MADAR/Nouakchott le 16-01-2026
Le ministre mauritanien des Mines, Tijani Thiam, a affirmé que la Mauritanie cherche à faire de sa position stratégique sur l’océan Atlantique une « porte d’entrée pour l’exploitation minière africaine », appelant à des partenariats avec l’Arabie saoudite qui dépassent l’extraction traditionnelle pour inclure les industries de transformation.

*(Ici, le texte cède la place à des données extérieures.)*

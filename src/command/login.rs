// SPDX-FileCopyrightText: 2025-2026 Topup Contributors
//
// SPDX-License-Identifier: Apache-2.0

use async_trait::async_trait;
use clap::Parser;

use crate::{
    error::{self, Result},
    prompt::Interact as _,
};

/// Sign in to your account.
#[derive(Debug, Parser)]
pub(crate) struct Command {
    /// The email address of your account.
    #[clap()]
    email: String,

    /// Stay signed in for 30 days instead of one hour.
    #[arg(long, short)]
    remember: bool,
}

#[async_trait]
impl super::Command for Command {
    async fn execute(self, ctx: &mut super::Context<'_>) -> Result<()> {
        let mut rejection: Option<String> = None;

        loop {
            if let Some(ref message) = rejection {
                eprintln!("Error: {message}");
            }

            let password = ctx
                .prompt
                .secret("Password")
                .await?
                .ok_or(error::Error::Cancelled)?;

            let result = ctx
                .manager
                .login(&self.email, &password, self.remember)
                .await;
            ctx.monitor.observe(&result);

            match result {
                Ok(user) => {
                    println!("Signed in as {} ({})", user.full_name, user.role);
                    return Ok(());
                }
                // The service rejected the credentials; ask again with its
                // message, the same way a login form would.
                Err(e) if e.class() == error::Class::Business => {
                    rejection = Some(e.to_string());
                }
                Err(e) => return Err(e),
            }
        }
    }
}
// SPDX-FileCopyrightText: 2025-2026 Topup Contributors
//
// SPDX-License-Identifier: Apache-2.0

use std::sync::Arc;

use async_trait::async_trait;
use tokio::sync::RwLock;

use crate::error::Result;

use super::{IsPersistent, Storage};

pub(crate) struct Memory<T> {
    data: Arc<RwLock<Option<T>>>,
}

impl<T> Memory<T> {
    pub(crate) fn new() -> Self {
        Self::default()
    }
}

impl<T> IsPersistent for Memory<T> {
    fn is_persistent(&self) -> bool {
        false
    }
}

#[async_trait]
impl<T: Send + Sync + Clone> Storage<T> for Memory<T> {
    async fn get(&mut self) -> Result<Option<T>> {
        let guard = self.data.read().await;
        Ok(guard.clone())
    }

    async fn update(&mut self, data: &T) -> Result<()> {
        let mut guard = self.data.write().await;
        *guard = Some(data.clone());
        Ok(())
    }

    async fn clear(&mut self) -> Result<()> {
        let mut guard = self.data.write().await;
        *guard = None;
        Ok(())
    }
}

impl<T> Default for Memory<T> {
    fn default() -> Self {
        Self {
            data: Arc::new(RwLock::new(None)),
        }
    }
}
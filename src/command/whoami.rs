// SPDX-FileCopyrightText: 2026 Topup Contributors
//
// SPDX-License-Identifier: Apache-2.0

use async_trait::async_trait;
use clap::Parser;

use crate::error::Result;

/// Show the signed-in account, refreshing the profile from the service.
#[derive(Debug, Parser)]
pub(crate) struct Command {}

#[async_trait]
impl super::Command for Command {
    async fn execute(self, ctx: &mut super::Context<'_>) -> Result<()> {
        let result = ctx.manager.fetch_profile().await;
        ctx.monitor.observe(&result);

        let user = result?;
        println!("{} <{}>", user.full_name, user.email);
        println!("Role: {}", user.role);
        Ok(())
    }
}
// SPDX-FileCopyrightText: 2026 Topup Contributors
//
// SPDX-License-Identifier: Apache-2.0

use async_trait::async_trait;
use clap::Parser;
use tabled::{settings::Style, Table};

use crate::{
    api::Api as _,
    error::{self, Result},
    service,
};

/// List your past transactions, newest first.
#[derive(Debug, Parser)]
pub(crate) struct Command {
    /// The page to fetch.
    #[arg(long, short, default_value_t = 1)]
    page: u32,

    /// Transactions per page.
    #[arg(long, short = 'n', default_value_t = 20)]
    limit: u32,

    /// Only show one service type.
    #[arg(long = "type", short, value_enum)]
    kind: Option<service::Kind>,
}

#[async_trait]
impl super::Command for Command {
    async fn execute(self, ctx: &mut super::Context<'_>) -> Result<()> {
        let token = ctx
            .manager
            .token()
            .cloned()
            .ok_or(error::Api::Unauthorized)?;

        let result = ctx
            .api
            .history(&token, self.page, self.limit, self.kind)
            .await;
        ctx.monitor.observe(&result);
        let page = result?;

        if page.transactions.is_empty() {
            println!("No transactions on page {}.", self.page);
        } else {
            println!("{}", Table::new(&page.transactions).with(Style::rounded()));
            println!("Page {} ({} transactions in total)", self.page, page.total);
        }
        Ok(())
    }
}
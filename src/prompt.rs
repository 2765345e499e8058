// SPDX-FileCopyrightText: 2025-2026 Topup Contributors
//
// SPDX-License-Identifier: Apache-2.0

use std::io::{self, BufRead, Write};

use async_trait::async_trait;
use secrecy::SecretString;
use tokio::task;

use crate::error::Result;

/// The interactive seam: everything that blocks on the person at the
/// terminal goes through here, so flows stay testable. `None` means they
/// declined to answer (end of input), which callers treat as cancellation.
#[async_trait]
pub(crate) trait Interact: Send + Sync {
    async fn secret(&self, label: &str) -> Result<Option<SecretString>>;
    async fn confirm(&self, question: &str) -> Result<Option<bool>>;
}

#[async_trait]
impl<T: Interact + ?Sized> Interact for Box<T> {
    async fn secret(&self, label: &str) -> Result<Option<SecretString>> {
        (**self).secret(label).await
    }

    async fn confirm(&self, question: &str) -> Result<Option<bool>> {
        (**self).confirm(question).await
    }
}

pub(crate) struct Terminal;

#[async_trait]
impl Interact for Terminal {
    async fn secret(&self, label: &str) -> Result<Option<SecretString>> {
        let prompt = format!("{label}: ");
        Ok(Some(
            task::spawn_blocking(move || {
                rpassword::prompt_password(&prompt).map(SecretString::new)
            })
            .await??,
        ))
    }

    async fn confirm(&self, question: &str) -> Result<Option<bool>> {
        let prompt = format!("{question} [y/N]: ");
        task::spawn_blocking(move || {
            let mut stdout = io::stdout();
            stdout.write_all(prompt.as_bytes())?;
            stdout.flush()?;

            let mut answer = String::new();
            if io::stdin().lock().read_line(&mut answer)? == 0 {
                return Ok(None);
            }
            let answer = answer.trim().to_ascii_lowercase();
            Ok(Some(answer == "y" || answer == "yes"))
        })
        .await?
    }
}
// SPDX-FileCopyrightText: 2025-2026 Topup Contributors
//
// SPDX-License-Identifier: Apache-2.0

mod file;
#[cfg(feature = "keychain")]
mod keychain;
mod memory;
#[cfg(feature = "secret-service")]
mod secret_service;

use async_trait::async_trait;

use crate::error::Result;

pub(crate) use file::File;
#[cfg(feature = "keychain")]
pub(crate) use keychain::Keychain;
pub(crate) use memory::Memory;
#[cfg(feature = "secret-service")]
pub(crate) use secret_service::SecretService;

pub(crate) trait IsPersistent {
    fn is_persistent(&self) -> bool;
}

impl<T: IsPersistent + ?Sized> IsPersistent for Box<T> {
    fn is_persistent(&self) -> bool {
        (**self).is_persistent()
    }
}

#[async_trait]
pub(crate) trait Storage<T>: Send + Sync + IsPersistent {
    async fn get(&mut self) -> Result<Option<T>>;
    async fn update(&mut self, data: &T) -> Result<()>;
    async fn clear(&mut self) -> Result<()>;
}

#[async_trait]
impl<Tn: Sync, T: Storage<Tn> + ?Sized> Storage<Tn> for Box<T> {
    async fn get(&mut self) -> Result<Option<Tn>> {
        (**self).get().await
    }

    async fn update(&mut self, data: &Tn) -> Result<()> {
        (**self).update(data).await
    }

    async fn clear(&mut self) -> Result<()> {
        (**self).clear().await
    }
}
// SPDX-FileCopyrightText: 2025-2026 Topup Contributors
//
// SPDX-License-Identifier: Apache-2.0

use chrono::{DateTime, Duration, Utc};
use log::warn;
use secrecy::ExposeSecret;
use serde::{Deserialize, Serialize};

use crate::{
    model,
    storage::{self, IsPersistent as _, Storage as _},
};

/// The raw bearer token issued by the service on login or registration.
#[derive(Clone, Default, Deserialize, Serialize)]
#[serde(transparent)]
pub(crate) struct Token(String);

impl secrecy::CloneableSecret for Token {}

impl secrecy::SerializableSecret for Token {}

impl secrecy::Zeroize for Token {
    fn zeroize(&mut self) {
        self.0.zeroize();
    }
}

#[derive(Clone, Deserialize, Serialize)]
pub(crate) struct Secret(secrecy::Secret<Token>);

impl Secret {
    pub(crate) fn new<T: Into<String>>(raw: T) -> Self {
        Self(secrecy::Secret::new(Token(raw.into())))
    }

    /// The token as sent in the `Authorization` header. Call at the transport
    /// boundary only.
    pub(crate) fn reveal(&self) -> &str {
        &self.0.expose_secret().0
    }
}

/// When a freshly issued token stops being usable, measured from now.
pub(crate) fn expiry(persist_long: bool) -> DateTime<Utc> {
    Utc::now()
        + if persist_long {
            Duration::days(30)
        } else {
            Duration::hours(1)
        }
}

/// The signed-in session as persisted between runs: token, expiry, the cached
/// role hint, and the last known profile. Invalidated as a unit.
#[derive(Clone, Deserialize, Serialize)]
pub(crate) struct Data {
    token: Secret,
    expires_at: DateTime<Utc>,
    role: Option<model::Role>,
    user: Option<model::User>,
}

impl Data {
    pub(crate) fn new(token: Secret, expires_at: DateTime<Utc>) -> Self {
        Self {
            token,
            expires_at,
            role: None,
            user: None,
        }
    }

    pub(crate) fn with_role(mut self, role: model::Role) -> Self {
        self.role = Some(role);
        self
    }

    pub(crate) fn with_user(mut self, user: model::User) -> Self {
        self.role = Some(user.role);
        self.user = Some(user);
        self
    }

    pub(crate) const fn token(&self) -> &Secret {
        &self.token
    }

    pub(crate) const fn expires_at(&self) -> DateTime<Utc> {
        self.expires_at
    }

    pub(crate) const fn role(&self) -> Option<model::Role> {
        self.role
    }

    pub(crate) const fn user(&self) -> &Option<model::User> {
        &self.user
    }

    pub(crate) fn is_expired_at(&self, now: DateTime<Utc>) -> bool {
        self.expires_at <= now
    }
}

/// The session manager's persistence delegate.
///
/// Absence is always a normal return value here: a stored session past its
/// expiry is cleared and reported as absent, and a storage fault is logged
/// and reported as absent rather than surfaced. Nothing above this layer
/// ever sees a storage error.
pub(crate) struct Store<S> {
    storage: S,
}

impl<S: storage::Storage<Data>> Store<S> {
    pub(crate) fn new(storage: S) -> Self {
        Self { storage }
    }

    pub(crate) fn is_persistent(&self) -> bool {
        self.storage.is_persistent()
    }

    pub(crate) async fn get(&mut self) -> Option<Data> {
        match self.storage.get().await {
            Ok(Some(data)) if data.is_expired_at(Utc::now()) => {
                self.clear().await;
                None
            }
            Ok(data) => data,
            Err(e) => {
                warn!("Failed to read the saved session, continuing without one: {e}");
                None
            }
        }
    }

    pub(crate) async fn put(&mut self, data: &Data) {
        if let Err(e) = self.storage.update(data).await {
            warn!("Failed to save the session; you may have to sign in again next time: {e}");
        }
    }

    pub(crate) async fn clear(&mut self) {
        if let Err(e) = self.storage.clear().await {
            warn!("Failed to remove the saved session: {e}");
        }
    }
}

#[cfg(test)]
mod tests {
    use crate::{error::Result, storage::Memory};

    use super::*;

    fn expired_data() -> Data {
        Data::new(Secret::new("stale-token"), Utc::now() - Duration::hours(2))
    }

    fn live_data() -> Data {
        Data::new(Secret::new("live-token"), Utc::now() + Duration::hours(1))
    }

    #[tokio::test]
    async fn expired_sessions_read_as_absent_and_are_cleared() -> Result<()> {
        let mut backing = Memory::new();
        {
            use crate::storage::Storage as _;

            backing.update(&expired_data()).await?;
        }

        let mut store = Store::new(backing);
        assert!(store.get().await.is_none());
        // The expired record must be gone, not merely filtered on read.
        assert!(store.get().await.is_none());
        Ok(())
    }

    #[tokio::test]
    async fn get_is_idempotent_for_live_sessions() -> Result<()> {
        let mut store = Store::new(Memory::new());
        store.put(&live_data()).await;

        let first = store.get().await.map(|d| d.token().reveal().to_owned());
        let second = store.get().await.map(|d| d.token().reveal().to_owned());
        assert_eq!(first, second);
        assert_eq!(first.as_deref(), Some("live-token"));
        Ok(())
    }

    #[tokio::test]
    async fn clear_removes_everything_at_once() -> Result<()> {
        let user: crate::model::User = serde_json::from_str(
            r#"{"id": "u1", "fullname": "Ada Obi", "email": "ada@example.com", "role": "user"}"#,
        )?;
        let mut store = Store::new(Memory::new());
        store.put(&live_data().with_user(user)).await;
        store.clear().await;

        assert!(store.get().await.is_none());
        Ok(())
    }

    #[test]
    fn persisted_form_round_trips() -> Result<()> {
        let data = live_data().with_role(crate::model::Role::Admin);
        let encoded = serde_json::to_string(&data)?;
        let decoded: Data = serde_json::from_str(&encoded)?;

        assert_eq!(decoded.token().reveal(), "live-token");
        assert_eq!(decoded.role(), Some(crate::model::Role::Admin));
        assert_eq!(decoded.expires_at(), data.expires_at());
        Ok(())
    }
}
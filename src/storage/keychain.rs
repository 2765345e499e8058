// SPDX-FileCopyrightText: 2025-2026 Topup Contributors
//
// SPDX-License-Identifier: Apache-2.0

use async_trait::async_trait;
use secrecy::{ExposeSecret as _, SecretVec};
use security_framework::os::macos::keychain::{SecKeychain, SecPreferencesDomain};
use serde::{Deserialize, Serialize};

use crate::{
    error::{self, Result},
    metadata,
};

use super::{IsPersistent, Storage};

pub(crate) struct Keychain {
    delegate: SecKeychain,
    service: String,
    account: String,
}

impl Keychain {
    pub(crate) fn new(url: &url::Url) -> Result<Self> {
        Ok(Self {
            delegate: SecKeychain::default_for_domain(SecPreferencesDomain::User)
                .map_err(Into::<error::Storage>::into)?,
            service: metadata::PROJECT_DIRS
                .as_ref()
                .map(|dirs| dirs.project_path().as_os_str())
                .ok_or(error::Storage::NoProjectDirs)?
                .to_string_lossy()
                .to_string(),
            account: url.to_string(),
        })
    }
}

impl IsPersistent for Keychain {
    fn is_persistent(&self) -> bool {
        true
    }
}

#[async_trait]
impl<T: for<'de> Deserialize<'de> + Send + Serialize + Sync> Storage<T> for Keychain {
    async fn get(&mut self) -> Result<Option<T>> {
        let result = self
            .delegate
            .find_generic_password(&self.service, &self.account);
        match result {
            Ok((password, _)) => Ok(Some(serde_json::from_slice(&password)?)),
            Err(err) if err.code() == -25300_i32 => Ok(None),
            Err(err) => Err(Into::<error::Storage>::into(err).into()),
        }
    }

    async fn update(&mut self, data: &T) -> Result<()> {
        self.delegate
            .set_generic_password(
                &self.service,
                &self.account,
                SecretVec::new(serde_json::to_vec(data)?).expose_secret(),
            )
            .map_err(Into::<error::Storage>::into)?;
        Ok(())
    }

    async fn clear(&mut self) -> Result<()> {
        let result = self
            .delegate
            .find_generic_password(&self.service, &self.account);
        match result {
            Ok((_, item)) => item.delete(),
            Err(err) if err.code() == -25300_i32 => {}
            Err(err) => return Err(Into::<error::Storage>::into(err).into()),
        };
        Ok(())
    }
}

Le ministre a déclaré, dans une interview accordée à «Asharq Al-Awsat» en marge de la Conférence internationale sur les mines à Riyad, que l’investissement saoudien en Mauritanie représente un «investissement dans l’avenir» et un partenariat de développement unique, soulignant que les portes de Nouakchott sont ouvertes aux investisseurs saoudiens pour transformer les liens historiques en grands projets.
Le secteur minier est considéré comme la colonne vertébrale de l’économie locale, contribuant à plus de 24 % du produit intérieur brut, avec des plans pour augmenter la production de fer et d’or et créer de la valeur ajoutée localement au cours des cinq prochaines années.
Le ministre a également révélé l’ambition du pays de devenir la « capitale de l’hydrogène vert » en Afrique, en appelant les entreprises saoudiennes leaders dans les énergies renouvelables et les industries lourdes à participer à cette transformation industrielle.
Et Ayam a confirmé la disposition de la Mauritanie à faciliter les investissements en numérisant le registre foncier et en lançant une « fenêtre unique » pour réduire la bureaucratie, soulignant que le pays offre un environnement d’investissement sûr et politiquement et sécuritairement stable.